Required action: With both ends included, transcribe exactly the records below from their first line to the line that contains "pub mod eip712;".
──────── Material provided ────────
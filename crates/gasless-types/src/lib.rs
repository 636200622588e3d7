//! Common types module for the gasless relay system.
//!
//! This module defines the data model shared by every other crate: the
//! forward-request schema, the EIP-712 typed-data encoder that turns it into
//! a signable digest, and the relay envelope a signer hands to a relayer.

use thiserror::Error;

/// EIP-712 encoding of domains and forward requests.
pub mod eip712;
/// Relay envelope produced by signers and consumed by relayers.
pub mod envelope;
/// Forward request, domain and request-type descriptors.
pub mod forward;
/// Registry trait for pluggable implementations.
pub mod registry;
/// Private keys loaded from configuration.
pub mod secret_key;
/// Configuration validation types for ensuring type-safe configurations.
pub mod validation;

pub use alloy_primitives::{keccak256, Address, Bytes, B256, U256};
pub use eip712::{
	compute_final_digest, forward_request_digest, hash_forward_request, Eip712AbiEncoder,
	DOMAIN_FIELDS, DOMAIN_TYPE,
};
pub use envelope::{
	DecodedEnvelope, JsonRpcRequest, RelayEnvelope, RelayMetadata, TypedDataPayload, TypedField,
};
pub use forward::{
	DomainDescriptor, ForwardRequest, RequestTypeDescriptor, SuffixField, SuffixType,
	TypedForwardRequest, GENERIC_FIELDS, GENERIC_PARAMS,
};
pub use registry::ImplementationRegistry;
pub use secret_key::SecretKey;
pub use validation::*;

/// Errors raised while building or checking typed data.
#[derive(Debug, Error, Clone, PartialEq, Eq)]
pub enum EncodingError {
	/// The request-type name or suffix failed structural validation.
	#[error("Malformed request type: {0}")]
	MalformedRequestType(String),
	/// The number of suffix values differs from the declared suffix fields.
	#[error("Expected {expected} suffix value(s), got {actual}")]
	SuffixArity { expected: usize, actual: usize },
	/// The encoded suffix data does not have one word per declared field.
	#[error("Suffix data must be {expected} bytes, got {actual}")]
	SuffixLength { expected: usize, actual: usize },
	/// A suffix value cannot be represented by its declared type.
	#[error("Suffix field '{field}' of type {ty}: {reason}")]
	SuffixValue {
		field: String,
		ty: String,
		reason: String,
	},
	/// The relay envelope is structurally invalid.
	#[error("Invalid envelope: {0}")]
	Envelope(String),
}
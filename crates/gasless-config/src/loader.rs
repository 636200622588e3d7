//! Multi-file configuration loading.
//!
//! A root file may pull in others with `include`; every top-level section
//! must come from exactly one file.

use crate::{resolve_env_vars, Config, ConfigError};
use std::collections::{HashMap, HashSet};
use std::path::{Path, PathBuf};

pub struct ConfigLoader {
	/// Base path for resolving relative includes
	base_path: PathBuf,
	/// Canonical paths already read, to catch include cycles
	loaded_files: HashSet<PathBuf>,
	/// File each top-level section came from
	section_sources: HashMap<String, PathBuf>,
}

impl ConfigLoader {
	pub fn new(base_path: impl AsRef<Path>) -> Self {
		Self {
			base_path: base_path.as_ref().to_path_buf(),
			loaded_files: HashSet::new(),
			section_sources: HashMap::new(),
		}
	}

	/// Loads a configuration file and all its includes.
	pub async fn load_config(
		&mut self,
		config_path: impl AsRef<Path>,
	) -> Result<Config, ConfigError> {
		let config_path = self.resolve_path(config_path)?;

		let main_content = self.load_file(&config_path).await?;
		let main_table: toml::Table = toml::from_str(&main_content)?;

		let includes = extract_includes(&main_table)?;
		if includes.is_empty() {
			return main_content.parse();
		}

		let combined = self
			.load_and_combine(main_table, includes, config_path)
			.await?;
		let combined = toml::to_string(&combined).map_err(|e| {
			ConfigError::Parse(format!("Failed to serialize combined config: {}", e))
		})?;
		combined.parse()
	}

	/// Reads a file and resolves environment variables.
	async fn load_file(&mut self, path: &Path) -> Result<String, ConfigError> {
		let canonical_path = path.canonicalize().map_err(|e| {
			ConfigError::Io(std::io::Error::new(
				std::io::ErrorKind::NotFound,
				format!("Cannot resolve path {}: {}", path.display(), e),
			))
		})?;

		if !self.loaded_files.insert(canonical_path.clone()) {
			return Err(ConfigError::Validation(format!(
				"Circular include detected: {} was already loaded",
				canonical_path.display()
			)));
		}

		let content = tokio::fs::read_to_string(path).await?;
		resolve_env_vars(&content)
	}

	async fn load_and_combine(
		&mut self,
		mut main_table: toml::Table,
		includes: Vec<PathBuf>,
		main_file_path: PathBuf,
	) -> Result<toml::Table, ConfigError> {
		main_table.remove("include");
		for key in main_table.keys() {
			self.section_sources
				.insert(key.clone(), main_file_path.clone());
		}

		for include_path in includes {
			let resolved_path = self.resolve_path(&include_path)?;
			let include_content = self.load_file(&resolved_path).await?;
			let include_table: toml::Table = toml::from_str(&include_content)?;

			if include_table.contains_key("include") {
				return Err(ConfigError::Validation(format!(
					"Nested include in {} is not supported",
					resolved_path.display()
				)));
			}

			for (key, value) in include_table {
				if let Some(existing_source) = self.section_sources.get(&key) {
					return Err(ConfigError::Validation(format!(
						"Duplicate section '{}' found in {} and {}. \
						Each top-level section must be unique across all configuration files.",
						key,
						existing_source.display(),
						resolved_path.display()
					)));
				}
				self.section_sources
					.insert(key.clone(), resolved_path.clone());
				main_table.insert(key, value);
			}
		}

		Ok(main_table)
	}

	fn resolve_path(&self, path: impl AsRef<Path>) -> Result<PathBuf, ConfigError> {
		let path = path.as_ref();
		let resolved = if path.is_absolute() {
			path.to_path_buf()
		} else {
			self.base_path.join(path)
		};

		if !resolved.exists() {
			return Err(ConfigError::Io(std::io::Error::new(
				std::io::ErrorKind::NotFound,
				format!("Configuration file not found: {}", resolved.display()),
			)));
		}

		Ok(resolved)
	}
}

fn extract_includes(table: &toml::Table) -> Result<Vec<PathBuf>, ConfigError> {
	match table.get("include") {
		None => Ok(Vec::new()),
		Some(toml::Value::String(path)) => Ok(vec![PathBuf::from(path)]),
		Some(toml::Value::Array(items)) => items
			.iter()
			.map(|item| {
				item.as_str().map(PathBuf::from).ok_or_else(|| {
					ConfigError::Validation("Include array must contain only strings".into())
				})
			})
			.collect(),
		Some(_) => Err(ConfigError::Validation(
			"Include must be a string or array of strings".into(),
		)),
	}
}
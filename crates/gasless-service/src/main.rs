//! Command-line entry point for the gasless relay.
//!
//! Every subcommand boots a local node from the configuration file, so the
//! forwarder address and registered types a request is signed against are
//! the same ones `simulate` relays it through.

use clap::{Parser, Subcommand};
use gasless_config::Config;
use std::path::PathBuf;

mod commands;

use commands::{InspectArgs, SignArgs, SimulateArgs};

/// Command-line arguments for the gasless relay.
#[derive(Parser, Debug)]
#[command(author, version, about, long_about = None)]
struct Args {
	/// Path to configuration file
	#[arg(short, long, default_value = "config.toml")]
	config: PathBuf,

	/// Log level (trace, debug, info, warn, error)
	#[arg(short, long, default_value = "info")]
	log_level: String,

	#[command(subcommand)]
	command: Command,
}

#[derive(Subcommand, Debug)]
enum Command {
	/// Sign a call and print the JSON-RPC request carrying its envelope
	Sign(SignArgs),
	/// Decode an envelope and recover its signer
	Inspect(InspectArgs),
	/// Relay an envelope through a freshly booted local node
	Simulate(SimulateArgs),
}

#[tokio::main]
async fn main() -> Result<(), Box<dyn std::error::Error>> {
	let args = Args::parse();

	use tracing_subscriber::{fmt, EnvFilter};

	let default_directive = args.log_level.to_string();
	let env_filter =
		EnvFilter::try_from_default_env().unwrap_or_else(|_| EnvFilter::new(default_directive));

	// Results go to stdout; logs stay on stderr.
	fmt()
		.with_env_filter(env_filter)
		.with_thread_ids(true)
		.with_target(true)
		.with_writer(std::io::stderr)
		.init();

	let config_path = args
		.config
		.to_str()
		.ok_or_else(|| format!("Config path {} is not valid UTF-8", args.config.display()))?;
	let config = Config::from_file(config_path).await?;
	tracing::info!(chain_id = config.chain.chain_id, "Loaded configuration");

	let output = match args.command {
		Command::Sign(sign) => commands::sign(config, &sign).await?,
		Command::Inspect(inspect) => commands::inspect(config, &inspect).await?,
		Command::Simulate(simulate) => commands::simulate(config, &simulate).await?,
	};
	println!("{}", output);
	Ok(())
}
//! Trusted forwarder for gasless meta-transactions.
//!
//! The forwarder keeps a registry of EIP-712 domains and request types, one
//! nonce per signer, and executes calls that a signer authorised off-chain.
//! Relayers pay for the transaction; the target contract sees the signer as
//! the sender through the ERC-2771 calldata suffix.

use alloy_primitives::{Address, B256, U256};
use alloy_sol_types::{sol, SolInterface};
use gasless_chain::{ChainError, Revert};
use gasless_types::EncodingError;
use thiserror::Error;

pub mod forwarder;
pub mod registry;

pub use forwarder::{Forwarder, RETURN_DATA_LOG_LIMIT};
pub use registry::TypeRegistry;

sol! {
	#[derive(Debug, PartialEq, Eq)]
	interface IForwarder {
		struct ForwardRequest {
			address from;
			address to;
			uint256 value;
			uint256 gas;
			uint256 nonce;
			bytes data;
			uint256 validUntilTime;
		}

		event DomainRegistered(bytes32 indexed domainSeparator, bytes domainValue);
		event RequestTypeRegistered(bytes32 indexed typeHash, string typeStr);
		event ExecutionResult(address indexed from, uint256 indexed nonce, bool success, bytes returnData);

		error UnregisteredDomain(bytes32 domainSeparator);
		error UnregisteredRequestType(bytes32 requestTypeHash);
		error RequestExpired(uint256 validUntilTime, uint256 blockTimestamp);
		error NonceMismatch(address from, uint256 expected, uint256 actual);
		error InvalidSignature(address from);
		error MalformedRequestType(string reason);
		error MalformedSuffixData(string reason);
		error InsufficientGas(uint256 requested, uint256 available);

		function getNonce(address from) external view returns (uint256);
		function registerDomainSeparator(string name, string version) external returns (bytes32);
		function registerRequestType(string typeName, string typeSuffix) external returns (bytes32);
		function isRegisteredDomain(bytes32 domainSeparator) external view returns (bool);
		function isRegisteredRequestType(bytes32 requestTypeHash) external view returns (bool);
		function verify(
			ForwardRequest req,
			bytes32 domainSeparator,
			bytes32 requestTypeHash,
			bytes suffixData,
			bytes sig
		) external view;
		function execute(
			ForwardRequest req,
			bytes32 domainSeparator,
			bytes32 requestTypeHash,
			bytes suffixData,
			bytes sig
		) external payable returns (bool success, bytes ret);
	}
}

impl From<gasless_types::ForwardRequest> for IForwarder::ForwardRequest {
	fn from(req: gasless_types::ForwardRequest) -> Self {
		Self {
			from: req.from,
			to: req.to,
			value: req.value,
			gas: req.gas,
			nonce: req.nonce,
			data: req.data,
			validUntilTime: req.valid_until_time,
		}
	}
}

impl From<IForwarder::ForwardRequest> for gasless_types::ForwardRequest {
	fn from(req: IForwarder::ForwardRequest) -> Self {
		Self {
			from: req.from,
			to: req.to,
			value: req.value,
			gas: req.gas,
			nonce: req.nonce,
			data: req.data,
			valid_until_time: req.validUntilTime,
		}
	}
}

/// Reasons the forwarder rejects a registration or a request.
#[derive(Debug, Error)]
pub enum ForwarderError {
	#[error("Unregistered domain {0}")]
	UnregisteredDomain(B256),
	#[error("Unregistered request type {0}")]
	UnregisteredRequestType(B256),
	#[error("Request expired at {valid_until_time}, block time is {block_timestamp}")]
	RequestExpired {
		valid_until_time: U256,
		block_timestamp: U256,
	},
	#[error("Nonce mismatch for {from}: expected {expected}, got {actual}")]
	NonceMismatch {
		from: Address,
		expected: U256,
		actual: U256,
	},
	#[error("Signature does not match {0}")]
	InvalidSignature(Address),
	#[error("Malformed request type: {0}")]
	MalformedRequestType(String),
	#[error("Malformed suffix data: {0}")]
	MalformedSuffixData(String),
	#[error("Insufficient gas: request needs {requested}, {available} available")]
	InsufficientGas { requested: U256, available: U256 },
	#[error(transparent)]
	Chain(#[from] ChainError),
}

impl ForwarderError {
	/// Recovers a forwarder error from revert data returned by the chain.
	pub fn from_revert(revert: Revert) -> Self {
		use IForwarder::IForwarderErrors as E;

		match E::abi_decode(&revert.data, true) {
			Ok(E::UnregisteredDomain(e)) => Self::UnregisteredDomain(e.domainSeparator),
			Ok(E::UnregisteredRequestType(e)) => Self::UnregisteredRequestType(e.requestTypeHash),
			Ok(E::RequestExpired(e)) => Self::RequestExpired {
				valid_until_time: e.validUntilTime,
				block_timestamp: e.blockTimestamp,
			},
			Ok(E::NonceMismatch(e)) => Self::NonceMismatch {
				from: e.from,
				expected: e.expected,
				actual: e.actual,
			},
			Ok(E::InvalidSignature(e)) => Self::InvalidSignature(e.from),
			Ok(E::MalformedRequestType(e)) => Self::MalformedRequestType(e.reason),
			Ok(E::MalformedSuffixData(e)) => Self::MalformedSuffixData(e.reason),
			Ok(E::InsufficientGas(e)) => Self::InsufficientGas {
				requested: e.requested,
				available: e.available,
			},
			Err(_) => Self::Chain(ChainError::Reverted(revert)),
		}
	}
}

impl From<Revert> for ForwarderError {
	fn from(revert: Revert) -> Self {
		Self::Chain(ChainError::Reverted(revert))
	}
}

impl From<EncodingError> for ForwarderError {
	fn from(err: EncodingError) -> Self {
		match err {
			EncodingError::MalformedRequestType(reason) => Self::MalformedRequestType(reason),
			other => Self::MalformedSuffixData(other.to_string()),
		}
	}
}

impl From<ForwarderError> for Revert {
	fn from(err: ForwarderError) -> Self {
		use IForwarder::*;

		match err {
			ForwarderError::UnregisteredDomain(hash) => Revert::error(&UnregisteredDomain {
				domainSeparator: hash,
			}),
			ForwarderError::UnregisteredRequestType(hash) => {
				Revert::error(&UnregisteredRequestType {
					requestTypeHash: hash,
				})
			},
			ForwarderError::RequestExpired {
				valid_until_time,
				block_timestamp,
			} => Revert::error(&RequestExpired {
				validUntilTime: valid_until_time,
				blockTimestamp: block_timestamp,
			}),
			ForwarderError::NonceMismatch {
				from,
				expected,
				actual,
			} => Revert::error(&NonceMismatch {
				from,
				expected,
				actual,
			}),
			ForwarderError::InvalidSignature(from) => Revert::error(&InvalidSignature { from }),
			ForwarderError::MalformedRequestType(reason) => {
				Revert::error(&MalformedRequestType { reason })
			},
			ForwarderError::MalformedSuffixData(reason) => {
				Revert::error(&MalformedSuffixData { reason })
			},
			ForwarderError::InsufficientGas {
				requested,
				available,
			} => Revert::error(&InsufficientGas {
				requested,
				available,
			}),
			ForwarderError::Chain(ChainError::Reverted(revert)) => revert,
			ForwarderError::Chain(other) => Revert::message(other.to_string()),
		}
	}
}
────────
Written solution:
filename crates/gasless-types/src/lib.rs
repository 636200622588e3d7
//! Common types module for the gasless relay system.
//!
//! This module defines the data model shared by every other crate: the
//! forward-request schema, the EIP-712 typed-data encoder that turns it into
//! a signable digest, and the relay envelope a signer hands to a relayer.

use thiserror::Error;

/// EIP-712 encoding of domains and forward requests.
pub mod eip712;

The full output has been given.